Although the jobless rate is at its lowest level in five years and the stock market has surpassed its pre-recession high, the economic gains have not reached many poor urban residents, and 2014 could be even worse, a new survey said Wednesday.

Homelessness and hunger have increased and are expected to keep rising in many cities next year, according to the latest U.S. Conference of Mayors survey of 25 large and midsized metro areas.

Homelessness, hunger climbing in U.S

Last year’s national poverty rate of 15% is still near the Great Recession’s high of 15.1%, according to U.S. Census figures.

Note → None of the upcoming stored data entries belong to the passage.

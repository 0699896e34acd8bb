use std::io;

use failure::Fail;

/// Recoverable, repair-level issues.
///
/// In strict mode any of these aborts the operation as an `Error::Repair`.
/// In soft mode (`RepairFlags::IGNORE_WARNINGS`) the repair engine logs a
/// warning through the diagnostics context, applies its best-effort fix,
/// and keeps going; at most one of these is kept as the pass's sticky
/// outcome and returned once repair finishes.
#[derive(Debug, Fail, Clone, Copy, PartialEq, Eq)]
pub enum RepairIssue {
    #[fail(display = "application has no page count field")]
    MissingPageCount,
    #[fail(display = "application has an incorrect page count field")]
    IncorrectPageCount,
    #[fail(display = "application has no key ID")]
    MissingKeyId,
    #[fail(display = "application has no date stamp")]
    MissingDateStamp,
    #[fail(display = "application has no program image field")]
    MissingProgramImage,
    #[fail(display = "application header is not a multiple of 2 bytes")]
    MisalignedProgramImage,
    #[fail(display = "application contains invalid program data")]
    InvalidProgramData,
    #[fail(display = "application has an invalid size")]
    InvalidProgramSize,
    #[fail(display = "application ends too close to a page boundary")]
    FinalPageTooLong,
    #[fail(display = "field is too small to hold the requested length")]
    FieldTooSmall,
}

/// Fatal, critical-band issues. These abort the operation regardless of
/// repair flags.
#[derive(Debug, Fail)]
pub enum FatalError {
    #[fail(display = "out of memory")]
    OutOfMemory,
    #[fail(display = "I/O error: {}", _0)]
    Io(#[fail(cause)] io::Error),
    #[fail(display = "invalid hex syntax")]
    HexSyntax,
    #[fail(display = "unrecognized file format")]
    UnknownFileFormat,
    #[fail(display = "calc/data type combination is not recognized")]
    UnknownProgramType,
    #[fail(display = "no app header found")]
    MissingHeader,
    #[fail(display = "application does not have a Rabin signature")]
    MissingRabinSignature,
    #[fail(display = "application does not have an RSA signature")]
    MissingRsaSignature,
    #[fail(display = "incorrect application length")]
    IncorrectProgramSize,
    #[fail(display = "cannot find key file for key ID {:04X}", _0)]
    KeyNotFound(u32),
    #[fail(display = "invalid key file syntax")]
    KeySyntax,
    #[fail(display = "private key incorrect (does not match public key)")]
    InvalidKey,
    #[fail(display = "unable to sign/validate: public key missing")]
    MissingPublicKey,
    #[fail(display = "unable to sign: private key missing")]
    MissingPrivateKey,
    #[fail(display = "unable to sign: unsuitable Rabin key")]
    UnsuitableRabinKey,
    #[fail(display = "unable to sign: unsuitable RSA key")]
    UnsuitableRsaKey,
    #[fail(display = "signature incorrect")]
    SignatureIncorrect,
}

impl From<io::Error> for FatalError {
    fn from(e: io::Error) -> Self {
        FatalError::Io(e)
    }
}

#[derive(Debug, Fail)]
pub enum Error {
    #[fail(display = "{}", _0)]
    Repair(RepairIssue),
    #[fail(display = "{}", _0)]
    Fatal(FatalError),
}

impl From<RepairIssue> for Error {
    fn from(e: RepairIssue) -> Self {
        Error::Repair(e)
    }
}

impl From<FatalError> for Error {
    fn from(e: FatalError) -> Self {
        Error::Fatal(e)
    }
}

impl From<io::Error> for Error {
    fn from(e: io::Error) -> Self {
        Error::Fatal(FatalError::Io(e))
    }
}

pub type Result<T> = std::result::Result<T, Error>;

“We anticipated that problems related to unemployment and the slow national recovery would be reflected in the survey cities, and they were,” Santa Barbara Mayor Helene Schneider, a co-chair for the group’s task force on hunger and homelessness, told reporters in a conference call.

Officials involved in the urban survey said they were worried about recent cuts to food stamps and by the new congressional budget deal, which does not renew jobless benefits for the long-term unemployed. Those extended benefits will expire after Christmas.

“Despite the budget problems we all face, every level of government has got to [focus its resources] on solving these problems,” Schneider said.

The 25 surveyed cities, which include Los Angeles, Santa Barbara, Dallas, Chicago, Philadelphia and Washington, reported a 3% increase in overall homelessness, and half of the cities expected the number of homeless families to rise in 2014.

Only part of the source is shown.